For that reason, in any case, the business community’s fears were soothed by the Basic Law’s promise that Hong Kong could follow capitalism. They were allowed to think the term referred to the capitalist way of doing business and running the economy … which it does. But in the Basic Law and the White Paper, capitalist system also refers to the fact that Hong Kong is not yet under “one-system” communist party or socialist rule.
Moreover, “capitalism”, says the White Paper, “is allowed to stay on a long-term basis” … during which time Hong Kong must “fully respect” the socialist system practiced on the mainland … and in particular its “political system.” The mainland’s socialist system, unlike Hong Kong’s capitalist system, is guaranteed “never” to change. Hong Kong’s system will be “allowed” only on a “long-term basis.” No wonder people are confused.

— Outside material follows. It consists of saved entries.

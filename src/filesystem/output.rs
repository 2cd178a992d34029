use anyhow::{Context, Result};
use std::io::ErrorKind;
use std::path::Path;
use tokio::fs;

/// Creates the directory that will hold `output` (0755 on Unix).
/// An already existing directory is fine.
pub async fn ensure_parent_dir(output: &Path) -> Result<()> {
    let Some(parent) = output.parent().filter(|p| !p.as_os_str().is_empty()) else {
        return Ok(());
    };
    let mut builder = fs::DirBuilder::new();
    builder.recursive(true);
    #[cfg(target_family = "unix")]
    builder.mode(0o755);
    match builder.create(parent).await {
        Ok(()) => Ok(()),
        Err(e) if e.kind() == ErrorKind::AlreadyExists && parent.is_dir() => Ok(()),
        Err(e) => Err(e).with_context(|| format!("Failed to create directory {}", parent.display())),
    }
}

/// Truncates and rewrites `output`.
pub async fn write_output(output: &Path, contents: &str) -> Result<()> {
    ensure_parent_dir(output).await?;
    fs::write(output, contents.as_bytes())
        .await
        .with_context(|| format!("Failed to write output file {}", output.display()))
}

And Beijing is to blame for playing fast and loose with its Basic Law interpretations. Article 45 does not mandate that the existing Election Committee should undergo a simple name-change and become the Nominating Committee for a universal suffrage election. Beijing points to its 2007 National People’s Congress Standing Committee decision as the authority that reinforces the Basic Law, Article 45 mandate. But the 2007 decision only says the new committee “may be formed with reference to” the old committee. And the phrase “with reference to” may be binding in mainland law but the Basic Law itself (Article 18) says that mainland laws shall not be enforced here, and the phrase has no precedent for use in Hong Kong.
It’s almost possible to feel sorry for Beijing officials since the White Paper conveys the distinct impression of decision-makers grasping at straws. They’ve never had to oversee a real election before and they seem nervous, lost for solutions, but locked in the Basic Law’s promise to grant universal suffrage to Hong Kong and unable to renege for appearances sake.

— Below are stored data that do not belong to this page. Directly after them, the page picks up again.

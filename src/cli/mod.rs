#![allow(clippy::module_inception)]
pub mod cli;
pub mod runner;
#![no_main]
use arbitrary::Arbitrary;
use libfuzzer_sys::fuzz_target;
use std::collections::BTreeMap;

use buildstamp::stamp::format::{render_template, VarFormat};

#[derive(Arbitrary, Debug)]
struct Input<'a> {
    var_format: &'a str,
    template: &'a str,
    key: &'a str,
    value: &'a str,
}

fuzz_target!(|input: Input<'_>| {
    let mut vars = BTreeMap::new();
    vars.insert(input.key.to_string(), input.value.to_string());
    if let Ok(fmt) = VarFormat::parse(input.var_format) {
        let block = fmt.render(input.key, input.value);
        let _ = render_template(input.template, &block, &vars);
    }
});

Across the border, officials would know exactly what to do. Hard power control mechanisms are all in place to manage such situations. But here there are still “two-systems” constraints. So Beijing is doing the next best thing by resorting to rhetorical bombast and invoking its sovereign right to place all election reform decisions under its firm command.
The main problem with such an approach is that in practical terms it directly contradicts Hong Kong’s time-honored consultation procedures. The community has just spent the past year designing all kinds of political reform proposals, offered up for consideration in good faith, on the assumption that it’s everyone’s duty to do their part for democratic reform. Now Beijing officials have stepped forward with an ultimatum saying, sorry folks, but the sovereign right to decide belongs to us not you and none of your proposals will do. Whether the ultimatum has the desired effect remains to be seen. It may in the long run. But for now, Beijing’s timing is off. If past experience is any guide, pro-democracy partisans have just received a gift of the best possible call-to-action for June 20-22 and July First.
* In a 27-page printout of the official English translation, only three sentences refer to foreign force meddling … despite the media hype surrounding the issue (China Daily, June 11, p. 1; Ming Pao Daily, June 11, p. 3; Wen Wei Po, June 13, pp. 2, 6, 19.